*** Given records Section Begins ***

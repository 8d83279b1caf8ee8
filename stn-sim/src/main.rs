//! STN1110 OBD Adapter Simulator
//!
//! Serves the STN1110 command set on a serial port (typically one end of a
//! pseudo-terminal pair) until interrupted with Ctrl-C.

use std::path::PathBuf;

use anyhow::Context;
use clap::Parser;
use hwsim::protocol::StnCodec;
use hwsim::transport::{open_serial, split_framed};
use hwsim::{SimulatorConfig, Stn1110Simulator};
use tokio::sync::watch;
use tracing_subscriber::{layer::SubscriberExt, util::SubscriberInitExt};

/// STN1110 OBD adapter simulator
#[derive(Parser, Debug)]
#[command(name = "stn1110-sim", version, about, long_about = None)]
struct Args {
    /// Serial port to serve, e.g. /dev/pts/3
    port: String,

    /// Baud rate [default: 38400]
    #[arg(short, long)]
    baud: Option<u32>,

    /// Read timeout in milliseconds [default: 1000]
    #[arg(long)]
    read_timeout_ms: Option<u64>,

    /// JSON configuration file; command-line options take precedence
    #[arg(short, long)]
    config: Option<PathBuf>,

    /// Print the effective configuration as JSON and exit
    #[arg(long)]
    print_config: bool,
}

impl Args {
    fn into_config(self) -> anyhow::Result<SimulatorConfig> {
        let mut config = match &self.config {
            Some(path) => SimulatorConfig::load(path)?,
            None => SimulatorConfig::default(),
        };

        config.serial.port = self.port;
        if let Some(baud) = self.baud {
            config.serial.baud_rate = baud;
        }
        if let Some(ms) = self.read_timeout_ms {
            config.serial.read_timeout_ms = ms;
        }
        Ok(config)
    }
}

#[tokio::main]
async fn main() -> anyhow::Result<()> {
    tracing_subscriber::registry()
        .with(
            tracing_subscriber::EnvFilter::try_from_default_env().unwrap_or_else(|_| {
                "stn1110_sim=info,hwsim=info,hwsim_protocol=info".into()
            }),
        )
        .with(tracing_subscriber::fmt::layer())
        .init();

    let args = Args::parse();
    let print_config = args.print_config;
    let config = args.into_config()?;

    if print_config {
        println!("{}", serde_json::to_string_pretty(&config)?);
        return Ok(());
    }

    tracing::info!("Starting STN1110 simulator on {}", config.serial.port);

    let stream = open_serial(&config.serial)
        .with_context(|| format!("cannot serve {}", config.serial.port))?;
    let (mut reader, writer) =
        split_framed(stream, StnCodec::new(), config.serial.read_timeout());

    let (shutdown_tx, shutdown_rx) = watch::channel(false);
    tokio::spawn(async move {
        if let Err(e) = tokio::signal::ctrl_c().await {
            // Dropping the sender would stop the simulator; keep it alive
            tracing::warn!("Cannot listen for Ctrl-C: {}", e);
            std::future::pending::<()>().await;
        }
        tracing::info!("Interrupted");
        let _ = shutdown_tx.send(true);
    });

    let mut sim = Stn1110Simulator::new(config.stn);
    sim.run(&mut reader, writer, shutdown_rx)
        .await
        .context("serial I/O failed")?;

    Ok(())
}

*** Given records Section Ends ***

# Task instructions
Take each line of the listing above and set it down again exactly.

# Problem solution
repository 8d83279b1caf8ee8
filename stn-sim/src/main.rs
//! STN1110 OBD Adapter Simulator
//!
//! Serves the STN1110 command set on a serial port (typically one end of a
//! pseudo-terminal pair) until interrupted with Ctrl-C.

use std::path::PathBuf;

use anyhow::Context;
use clap::Parser;
use hwsim::protocol::StnCodec;
use hwsim::transport::{open_serial, split_framed};
use hwsim::{SimulatorConfig, Stn1110Simulator};
use tokio::sync::watch;
use tracing_subscriber::{layer::SubscriberExt, util::SubscriberInitExt};

/// STN1110 OBD adapter simulator
#[derive(Parser, Debug)]
#[command(name = "stn1110-sim", version, about, long_about = None)]
struct Args {
    /// Serial port to serve, e.g. /dev/pts/3
    port: String,

    /// Baud rate [default: 38400]
    #[arg(short, long)]
    baud: Option<u32>,

    /// Read timeout in milliseconds [default: 1000]
    #[arg(long)]
    read_timeout_ms: Option<u64>,

    /// JSON configuration file; command-line options take precedence
    #[arg(short, long)]
    config: Option<PathBuf>,

    /// Print the effective configuration as JSON and exit
    #[arg(long)]
    print_config: bool,
}

impl Args {
    fn into_config(self) -> anyhow::Result<SimulatorConfig> {
        let mut config = match &self.config {
            Some(path) => SimulatorConfig::load(path)?,
            None => SimulatorConfig::default(),
        };

        config.serial.port = self.port;
        if let Some(baud) = self.baud {
            config.serial.baud_rate = baud;
        }
        if let Some(ms) = self.read_timeout_ms {
            config.serial.read_timeout_ms = ms;
        }
        Ok(config)
    }
}

#[tokio::main]
async fn main() -> anyhow::Result<()> {
    tracing_subscriber::registry()
        .with(
            tracing_subscriber::EnvFilter::try_from_default_env().unwrap_or_else(|_| {
                "stn1110_sim=info,hwsim=info,hwsim_protocol=info".into()
            }),
        )
        .with(tracing_subscriber::fmt::layer())
        .init();

    let args = Args::parse();
    let print_config = args.print_config;
    let config = args.into_config()?;

    if print_config {
        println!("{}", serde_json::to_string_pretty(&config)?);
        return Ok(());
    }

    tracing::info!("Starting STN1110 simulator on {}", config.serial.port);

    let stream = open_serial(&config.serial)
        .with_context(|| format!("cannot serve {}", config.serial.port))?;
    let (mut reader, writer) =
        split_framed(stream, StnCodec::new(), config.serial.read_timeout());

    let (shutdown_tx, shutdown_rx) = watch::channel(false);
    tokio::spawn(async move {
        if let Err(e) = tokio::signal::ctrl_c().await {
            // Dropping the sender would stop the simulator; keep it alive
            tracing::warn!("Cannot listen for Ctrl-C: {}", e);
            std::future::pending::<()>().await;
        }
        tracing::info!("Interrupted");
        let _ = shutdown_tx.send(true);
    });

    let mut sim = Stn1110Simulator::new(config.stn);
    sim.run(&mut reader, writer, shutdown_rx)
        .await
        .context("serial I/O failed")?;

    Ok(())
}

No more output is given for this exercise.